第2話 ベーサーに偽カノジョができた。

 知らない大人についていってはいけません。という言葉は大人になった後でも当てになる。とくに相手が美人だったら気をつけなきゃいけない。


「とりあえずお話したいから、近くのカフェにでも…」


 美女にカフェに誘われたら要注意である。それは80%はマルチのお誘いであり、残りの20%は結婚詐欺だろう。だけどバンドを組みたいというお誘いにどこか真剣さを感じている自分がいるのを感じていた。


「居酒屋」


「え?居酒屋?」


「カフェは嫌だ。居酒屋がいい。じゃなきゃ話は聞かない」


 カフェは人の目を気にしないといけないから、話がヤバい方に向かったときにバックれにくい。逆に居酒屋なら色々と騒がしいから逃げ出すことはたやすい。


「ええ、そう。わかったわ。そうしましょう」


 そして俺たちはスタジオを後にして居酒屋に行った。




 俺たちはチェーンの居酒屋さんに入って二人席についた。向かい合ってあらためて顔を見ると、やっぱり目の前の女はとても美しい顔をしている。

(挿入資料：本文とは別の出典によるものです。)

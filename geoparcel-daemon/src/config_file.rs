//! Configuration file support for the geoparcel daemon.
//!
//! Loads `geoparcel.toml` (or a JSON file chosen with `--config`) and merges
//! its `[sync]` section into [`DaemonConfig`].
//!
//! ## Precedence (highest to lowest)
//!
//! 1. CLI arguments
//! 2. Environment variables
//! 3. Config file (`[sync]`)
//! 4. Hardcoded defaults

use clap::ArgMatches;
use serde::{Deserialize, Serialize};
use std::path::{Path, PathBuf};
use tracing::{debug, info, warn};

use crate::config::DaemonConfig;

/// File looked up in the working directory when `--config` is not given.
pub const DEFAULT_CONFIG_FILE: &str = "geoparcel.toml";

// ---------------------------------------------------------------------------
// File config serde types (all Option: absence means "not set in file")
// ---------------------------------------------------------------------------

/// Top-level config file structure. Unknown sections are tolerated.
#[derive(Debug, Default, Deserialize, Serialize)]
pub struct GeoparcelFileConfig {
    /// Sync configuration section `[sync]`
    #[serde(default)]
    pub sync: Option<SyncFileConfig>,
}

/// The `[sync]` section.
#[derive(Debug, Default, Clone, Deserialize, Serialize)]
pub struct SyncFileConfig {
    pub ledger_url: Option<String>,
    pub ledger_token: Option<String>,
    pub event_name: Option<String>,
    pub watermark_key: Option<String>,
    pub data_dir: Option<String>,
    pub poll_interval_ms: Option<u64>,
    pub log_level: Option<String>,
    #[serde(default)]
    pub reconnect: Option<ReconnectFileConfig>,
}

/// The `[sync.reconnect]` section.
#[derive(Debug, Default, Clone, Deserialize, Serialize)]
pub struct ReconnectFileConfig {
    pub initial_ms: Option<u64>,
    pub max_ms: Option<u64>,
    pub jitter: Option<bool>,
}

/// Errors from config file loading.
#[derive(Debug, thiserror::Error)]
pub enum ConfigFileError {
    #[error("Failed to read config file {path}: {source}")]
    Io {
        path: PathBuf,
        source: std::io::Error,
    },
    #[error("Failed to parse config file {path}: {detail}")]
    Parse { path: PathBuf, detail: String },
}

// ---------------------------------------------------------------------------
// Loading and discovery
// ---------------------------------------------------------------------------

/// Load a config file. `.json` is parsed as JSON, anything else as TOML.
pub fn load_config(path: &Path) -> Result<GeoparcelFileConfig, ConfigFileError> {
    let content = std::fs::read_to_string(path).map_err(|e| ConfigFileError::Io {
        path: path.to_path_buf(),
        source: e,
    })?;

    if content.trim().is_empty() {
        return Ok(GeoparcelFileConfig::default());
    }

    let is_json = path
        .extension()
        .is_some_and(|ext| ext.eq_ignore_ascii_case("json"));

    if is_json {
        serde_json::from_str(&content).map_err(|e| ConfigFileError::Parse {
            path: path.to_path_buf(),
            detail: e.to_string(),
        })
    } else {
        toml::from_str(&content).map_err(|e| ConfigFileError::Parse {
            path: path.to_path_buf(),
            detail: e.to_string(),
        })
    }
}

/// Resolve the config file path.
///
/// An explicit `--config` path wins; otherwise `./geoparcel.toml` is used if
/// it exists. Returns `None` when there is no config file (not an error).
pub fn resolve_config_path(explicit: Option<&Path>) -> Option<PathBuf> {
    if let Some(p) = explicit {
        if p.is_file() {
            return Some(p.to_path_buf());
        }
        if p.is_dir() {
            let candidate = p.join(DEFAULT_CONFIG_FILE);
            if candidate.is_file() {
                return Some(candidate);
            }
        }
        warn!(path = %p.display(), "Config file not found at specified path");
        return None;
    }

    let candidate = std::env::current_dir().ok()?.join(DEFAULT_CONFIG_FILE);
    candidate.is_file().then_some(candidate)
}

// ---------------------------------------------------------------------------
// Apply file config to DaemonConfig (value_source gating)
// ---------------------------------------------------------------------------

/// All clap arg IDs referenced by `apply_to_daemon_config`.
pub const CONFIG_FILE_ARG_IDS: &[&str] = &[
    "ledger_url",
    "ledger_token",
    "event_name",
    "watermark_key",
    "data_dir",
    "poll_interval_ms",
    "log_level",
    "reconnect_initial_ms",
    "reconnect_max_ms",
    "reconnect_jitter",
];

/// Apply file values to `config` for fields the user did NOT set on the
/// command line or through the environment.
pub fn apply_to_daemon_config(
    file: &SyncFileConfig,
    config: &mut DaemonConfig,
    matches: &ArgMatches,
) {
    use clap::parser::ValueSource;

    // Scalars with `default_value` report DefaultValue; bare Options report None.
    // Arg IDs are the field names (underscores), not the kebab-case flags.
    let is_default = |arg_name: &str| -> bool {
        matches!(
            matches.value_source(arg_name),
            None | Some(ValueSource::DefaultValue)
        )
    };

    if is_default("ledger_url") {
        if let Some(ref url) = file.ledger_url {
            config.ledger_url = Some(url.clone());
        }
    }
    if is_default("ledger_token") {
        if let Some(ref token) = file.ledger_token {
            config.ledger_token = Some(token.clone());
        }
    }
    if is_default("event_name") {
        if let Some(ref name) = file.event_name {
            config.event_name = name.clone();
        }
    }
    if is_default("watermark_key") {
        if let Some(ref key) = file.watermark_key {
            config.watermark_key = key.clone();
        }
    }
    if is_default("data_dir") {
        if let Some(ref dir) = file.data_dir {
            config.data_dir = Some(PathBuf::from(dir));
        }
    }
    if is_default("poll_interval_ms") {
        if let Some(v) = file.poll_interval_ms {
            config.poll_interval_ms = v;
        }
    }
    if is_default("log_level") {
        if let Some(ref level) = file.log_level {
            config.log_level = level.clone();
        }
    }

    if let Some(ref reconnect) = file.reconnect {
        if is_default("reconnect_initial_ms") {
            if let Some(v) = reconnect.initial_ms {
                config.reconnect_initial_ms = v;
            }
        }
        if is_default("reconnect_max_ms") {
            if let Some(v) = reconnect.max_ms {
                config.reconnect_max_ms = v;
            }
        }
        if is_default("reconnect_jitter") {
            if let Some(v) = reconnect.jitter {
                config.reconnect_jitter = v;
            }
        }
    }
}

/// Load the config file (if found) and merge its `[sync]` section into
/// `config`. Returns the path that was loaded.
pub fn load_and_merge_config(
    config: &mut DaemonConfig,
    matches: &ArgMatches,
) -> Result<Option<PathBuf>, ConfigFileError> {
    let Some(path) = resolve_config_path(config.config_file.as_deref()) else {
        debug!("No config file found, using CLI args and defaults only");
        return Ok(None);
    };

    info!(path = %path.display(), "Loading configuration file");
    let file_config = load_config(&path)?;
    if let Some(ref sync) = file_config.sync {
        apply_to_daemon_config(sync, config, matches);
    }
    Ok(Some(path))
}

#[cfg(test)]
mod tests {
    use super::*;
    use clap::{CommandFactory, FromArgMatches};

    const TOML: &str = r#"
[sync]
ledger_url = "https://ledger.example/api"
event_name = "BoundaryChanged"
data_dir = "/var/lib/geoparcel"
poll_interval_ms = 500

[sync.reconnect]
initial_ms = 250
max_ms = 8000
jitter = true

[unrelated]
anything = 1
"#;

    fn parse(args: &[&str]) -> (DaemonConfig, ArgMatches) {
        let mut argv = vec!["geoparcel-daemon"];
        argv.extend_from_slice(args);
        let matches = DaemonConfig::command().try_get_matches_from(argv).unwrap();
        let config = DaemonConfig::from_arg_matches(&matches).unwrap();
        (config, matches)
    }

    #[test]
    fn test_load_toml_sync_section() {
        let config: GeoparcelFileConfig = toml::from_str(TOML).unwrap();
        let sync = config.sync.unwrap();
        assert_eq!(sync.ledger_url.as_deref(), Some("https://ledger.example/api"));
        assert_eq!(sync.poll_interval_ms, Some(500));
        let reconnect = sync.reconnect.unwrap();
        assert_eq!(reconnect.initial_ms, Some(250));
        assert_eq!(reconnect.jitter, Some(true));
    }

    #[test]
    fn test_file_values_fill_defaults_only() {
        let file: GeoparcelFileConfig = toml::from_str(TOML).unwrap();
        let (mut config, matches) = parse(&["--event-name", "FromCli", "--reconnect-max-ms", "100"]);

        apply_to_daemon_config(file.sync.as_ref().unwrap(), &mut config, &matches);

        assert_eq!(config.event_name, "FromCli");
        assert_eq!(config.reconnect_max_ms, 100);
        assert_eq!(config.ledger_url.as_deref(), Some("https://ledger.example/api"));
        assert_eq!(config.data_dir, Some(PathBuf::from("/var/lib/geoparcel")));
        assert_eq!(config.poll_interval_ms, 500);
        assert_eq!(config.reconnect_initial_ms, 250);
        assert!(config.reconnect_jitter);
    }

    #[test]
    fn test_load_and_merge_from_explicit_path() {
        let dir = tempfile::tempdir().unwrap();
        let path = dir.path().join("custom.json");
        std::fs::write(&path, r#"{"sync": {"watermark_key": "wm"}}"#).unwrap();

        let (mut config, matches) = parse(&["--config", path.to_str().unwrap()]);
        let loaded = load_and_merge_config(&mut config, &matches).unwrap();

        assert_eq!(loaded, Some(path));
        assert_eq!(config.watermark_key, "wm");
    }

    #[test]
    fn test_empty_and_invalid_files() {
        let dir = tempfile::tempdir().unwrap();
        let empty = dir.path().join("empty.toml");
        std::fs::write(&empty, "  \n").unwrap();
        assert!(load_config(&empty).unwrap().sync.is_none());

        let broken = dir.path().join("broken.toml");
        std::fs::write(&broken, "[sync\nledger_url =").unwrap();
        assert!(matches!(
            load_config(&broken),
            Err(ConfigFileError::Parse { .. })
        ));
    }

    #[test]
    fn test_missing_explicit_path_is_not_an_error() {
        let dir = tempfile::tempdir().unwrap();
        let missing = dir.path().join("nope.toml");
        assert_eq!(resolve_config_path(Some(&missing)), None);
    }

    /// Every arg ID used for gating must exist in the clap definition.
    #[test]
    fn test_config_file_arg_ids_match_daemon_config() {
        let cmd = DaemonConfig::command();
        let known_args: Vec<&str> = cmd
            .get_arguments()
            .map(|arg| arg.get_id().as_str())
            .collect();

        for id in CONFIG_FILE_ARG_IDS {
            assert!(
                known_args.contains(id),
                "CONFIG_FILE_ARG_IDS contains '{id}' which does not exist in \
                 DaemonConfig's clap definition. Did a field get renamed?"
            );
        }
    }
}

「一応言っておくけど、俺は同伴出勤なんてしないからな」


「私だってそのつもりはないわ。話したいのは音楽の話だけだもの」


「そう。でもその前に一応身元を明かしてくれない?君のバンドのお誘いが本気なのかどうか知りたいからね」


 女は一瞬考えこむような素振りを見せたが、財布から学生証を取り出して俺に見せつけてきた。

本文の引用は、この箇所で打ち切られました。